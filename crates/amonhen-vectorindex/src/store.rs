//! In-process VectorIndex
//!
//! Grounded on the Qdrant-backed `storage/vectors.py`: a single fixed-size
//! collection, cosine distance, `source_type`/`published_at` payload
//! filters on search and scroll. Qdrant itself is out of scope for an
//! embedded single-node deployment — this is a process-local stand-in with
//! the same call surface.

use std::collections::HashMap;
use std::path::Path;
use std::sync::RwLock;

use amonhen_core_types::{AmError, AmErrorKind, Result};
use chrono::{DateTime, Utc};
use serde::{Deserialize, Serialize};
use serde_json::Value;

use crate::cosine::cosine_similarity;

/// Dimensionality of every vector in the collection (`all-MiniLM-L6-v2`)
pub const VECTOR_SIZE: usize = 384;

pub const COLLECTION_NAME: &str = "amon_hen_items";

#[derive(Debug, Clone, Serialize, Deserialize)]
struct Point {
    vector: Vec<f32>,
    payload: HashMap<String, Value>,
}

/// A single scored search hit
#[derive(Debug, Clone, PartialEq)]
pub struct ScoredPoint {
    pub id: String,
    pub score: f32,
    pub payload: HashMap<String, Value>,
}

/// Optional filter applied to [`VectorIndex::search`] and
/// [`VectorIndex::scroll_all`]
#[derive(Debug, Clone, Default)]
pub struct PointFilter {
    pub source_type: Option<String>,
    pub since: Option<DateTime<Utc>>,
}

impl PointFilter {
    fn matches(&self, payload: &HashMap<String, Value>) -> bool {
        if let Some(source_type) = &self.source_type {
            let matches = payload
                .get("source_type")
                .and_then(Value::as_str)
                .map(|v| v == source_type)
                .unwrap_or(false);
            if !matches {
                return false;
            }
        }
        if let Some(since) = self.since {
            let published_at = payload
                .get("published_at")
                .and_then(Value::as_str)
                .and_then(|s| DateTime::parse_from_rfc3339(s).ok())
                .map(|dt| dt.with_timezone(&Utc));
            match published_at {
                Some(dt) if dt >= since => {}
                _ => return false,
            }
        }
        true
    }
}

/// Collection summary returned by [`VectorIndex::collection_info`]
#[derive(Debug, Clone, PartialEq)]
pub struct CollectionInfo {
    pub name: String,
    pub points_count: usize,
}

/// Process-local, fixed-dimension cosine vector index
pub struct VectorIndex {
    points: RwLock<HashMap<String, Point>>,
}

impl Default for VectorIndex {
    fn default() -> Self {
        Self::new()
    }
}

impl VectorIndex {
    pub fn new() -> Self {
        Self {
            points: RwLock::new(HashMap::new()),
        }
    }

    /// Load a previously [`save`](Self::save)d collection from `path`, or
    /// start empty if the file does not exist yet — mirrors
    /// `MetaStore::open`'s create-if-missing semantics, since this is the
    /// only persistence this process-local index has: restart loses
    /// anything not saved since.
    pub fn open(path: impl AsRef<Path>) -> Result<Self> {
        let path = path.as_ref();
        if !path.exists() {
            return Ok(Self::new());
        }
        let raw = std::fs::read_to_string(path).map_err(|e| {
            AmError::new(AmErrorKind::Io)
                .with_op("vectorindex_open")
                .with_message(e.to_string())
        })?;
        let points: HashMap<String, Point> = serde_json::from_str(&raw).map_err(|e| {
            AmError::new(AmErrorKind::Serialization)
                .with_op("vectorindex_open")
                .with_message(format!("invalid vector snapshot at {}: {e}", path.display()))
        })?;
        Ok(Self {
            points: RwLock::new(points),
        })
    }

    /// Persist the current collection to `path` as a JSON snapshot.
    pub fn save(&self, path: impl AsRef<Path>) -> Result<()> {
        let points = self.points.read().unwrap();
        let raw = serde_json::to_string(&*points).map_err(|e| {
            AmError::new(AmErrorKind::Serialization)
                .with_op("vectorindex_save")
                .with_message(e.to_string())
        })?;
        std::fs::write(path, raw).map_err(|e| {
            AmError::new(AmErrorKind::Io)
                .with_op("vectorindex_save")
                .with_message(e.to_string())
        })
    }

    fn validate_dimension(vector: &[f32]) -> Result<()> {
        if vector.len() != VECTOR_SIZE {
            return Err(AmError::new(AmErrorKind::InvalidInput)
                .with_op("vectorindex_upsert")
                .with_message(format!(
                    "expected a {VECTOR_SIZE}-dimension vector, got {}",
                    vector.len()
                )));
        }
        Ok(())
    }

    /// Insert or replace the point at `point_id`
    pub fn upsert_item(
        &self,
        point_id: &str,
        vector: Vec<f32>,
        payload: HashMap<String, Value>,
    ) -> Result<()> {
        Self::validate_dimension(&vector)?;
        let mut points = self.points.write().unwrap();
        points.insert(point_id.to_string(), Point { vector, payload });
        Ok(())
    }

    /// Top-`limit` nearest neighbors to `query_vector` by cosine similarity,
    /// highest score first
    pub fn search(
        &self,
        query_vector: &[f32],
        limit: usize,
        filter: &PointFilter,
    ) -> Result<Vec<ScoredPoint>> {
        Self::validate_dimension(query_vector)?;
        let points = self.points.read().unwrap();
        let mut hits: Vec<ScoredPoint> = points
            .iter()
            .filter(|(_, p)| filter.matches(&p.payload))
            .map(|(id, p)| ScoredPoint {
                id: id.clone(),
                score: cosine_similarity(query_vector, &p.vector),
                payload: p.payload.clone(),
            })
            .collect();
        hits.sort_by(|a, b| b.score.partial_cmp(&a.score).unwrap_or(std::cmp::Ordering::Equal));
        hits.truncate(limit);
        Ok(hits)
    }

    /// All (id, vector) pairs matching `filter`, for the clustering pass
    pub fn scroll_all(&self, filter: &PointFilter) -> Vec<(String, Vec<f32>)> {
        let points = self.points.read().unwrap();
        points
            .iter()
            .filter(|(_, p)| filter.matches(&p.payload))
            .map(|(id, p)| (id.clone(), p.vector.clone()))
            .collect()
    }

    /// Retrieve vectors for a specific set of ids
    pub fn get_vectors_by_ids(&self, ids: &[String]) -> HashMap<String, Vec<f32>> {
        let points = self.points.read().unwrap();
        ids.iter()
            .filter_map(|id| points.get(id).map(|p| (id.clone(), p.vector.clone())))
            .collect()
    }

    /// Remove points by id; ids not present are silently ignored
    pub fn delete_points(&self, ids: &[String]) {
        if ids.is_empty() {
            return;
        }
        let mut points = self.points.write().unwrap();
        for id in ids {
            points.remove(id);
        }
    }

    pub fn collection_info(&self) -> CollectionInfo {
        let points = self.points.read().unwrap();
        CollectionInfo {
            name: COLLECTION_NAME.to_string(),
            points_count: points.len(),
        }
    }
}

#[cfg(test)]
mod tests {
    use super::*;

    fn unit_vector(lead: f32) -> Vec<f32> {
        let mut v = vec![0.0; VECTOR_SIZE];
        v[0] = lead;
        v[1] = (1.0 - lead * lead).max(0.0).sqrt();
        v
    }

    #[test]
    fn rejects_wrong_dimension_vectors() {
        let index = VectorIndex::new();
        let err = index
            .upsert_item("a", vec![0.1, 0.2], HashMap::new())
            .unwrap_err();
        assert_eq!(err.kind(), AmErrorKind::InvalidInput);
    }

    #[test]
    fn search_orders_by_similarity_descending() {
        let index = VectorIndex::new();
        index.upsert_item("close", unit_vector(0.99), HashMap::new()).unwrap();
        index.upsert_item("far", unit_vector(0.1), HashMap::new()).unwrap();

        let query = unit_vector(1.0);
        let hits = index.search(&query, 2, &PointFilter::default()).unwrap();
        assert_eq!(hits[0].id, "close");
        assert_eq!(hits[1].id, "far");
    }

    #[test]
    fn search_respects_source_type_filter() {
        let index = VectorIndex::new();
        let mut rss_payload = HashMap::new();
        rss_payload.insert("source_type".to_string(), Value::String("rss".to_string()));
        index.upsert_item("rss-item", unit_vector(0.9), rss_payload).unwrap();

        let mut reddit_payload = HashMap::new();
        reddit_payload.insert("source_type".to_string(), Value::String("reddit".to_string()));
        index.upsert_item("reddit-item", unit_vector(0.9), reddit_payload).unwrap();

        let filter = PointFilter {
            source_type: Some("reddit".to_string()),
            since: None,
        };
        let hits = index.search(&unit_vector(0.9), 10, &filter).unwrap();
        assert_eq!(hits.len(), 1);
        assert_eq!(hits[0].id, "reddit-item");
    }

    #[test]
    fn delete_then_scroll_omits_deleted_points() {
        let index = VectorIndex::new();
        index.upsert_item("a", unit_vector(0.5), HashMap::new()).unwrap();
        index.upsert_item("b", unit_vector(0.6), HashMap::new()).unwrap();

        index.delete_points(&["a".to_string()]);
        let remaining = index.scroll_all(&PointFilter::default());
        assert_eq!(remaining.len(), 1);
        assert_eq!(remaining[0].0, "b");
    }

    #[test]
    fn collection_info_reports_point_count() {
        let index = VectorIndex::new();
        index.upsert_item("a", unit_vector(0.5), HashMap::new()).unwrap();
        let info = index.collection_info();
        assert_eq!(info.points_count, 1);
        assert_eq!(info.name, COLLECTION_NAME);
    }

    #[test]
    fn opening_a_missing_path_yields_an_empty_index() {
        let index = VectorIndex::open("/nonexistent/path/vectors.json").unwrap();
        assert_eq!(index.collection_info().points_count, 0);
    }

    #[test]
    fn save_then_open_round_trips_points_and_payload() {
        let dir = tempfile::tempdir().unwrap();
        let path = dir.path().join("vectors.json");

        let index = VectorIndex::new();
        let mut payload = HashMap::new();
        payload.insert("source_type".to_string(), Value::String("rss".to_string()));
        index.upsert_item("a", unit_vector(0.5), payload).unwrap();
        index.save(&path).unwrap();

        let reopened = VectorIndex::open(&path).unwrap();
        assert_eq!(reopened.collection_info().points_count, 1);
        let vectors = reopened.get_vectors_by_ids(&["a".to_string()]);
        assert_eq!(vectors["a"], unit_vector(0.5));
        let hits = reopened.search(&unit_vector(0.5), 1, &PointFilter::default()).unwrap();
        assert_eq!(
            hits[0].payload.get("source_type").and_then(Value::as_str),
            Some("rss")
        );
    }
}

**WHAT TO WORK ON:**
Lines from the one holding "let mut payload = HashMap::new();" to the last line of the records: return these exactly, and only these.

**RESPONSE TO THIS TASK:**
        let mut payload = HashMap::new();
        payload.insert("source_type".to_string(), Value::String("rss".to_string()));
        index.upsert_item("a", unit_vector(0.5), payload).unwrap();
        index.save(&path).unwrap();

        let reopened = VectorIndex::open(&path).unwrap();
        assert_eq!(reopened.collection_info().points_count, 1);
        let vectors = reopened.get_vectors_by_ids(&["a".to_string()]);
        assert_eq!(vectors["a"], unit_vector(0.5));
        let hits = reopened.search(&unit_vector(0.5), 1, &PointFilter::default()).unwrap();
        assert_eq!(
            hits[0].payload.get("source_type").and_then(Value::as_str),
            Some("rss")
        );
    }
}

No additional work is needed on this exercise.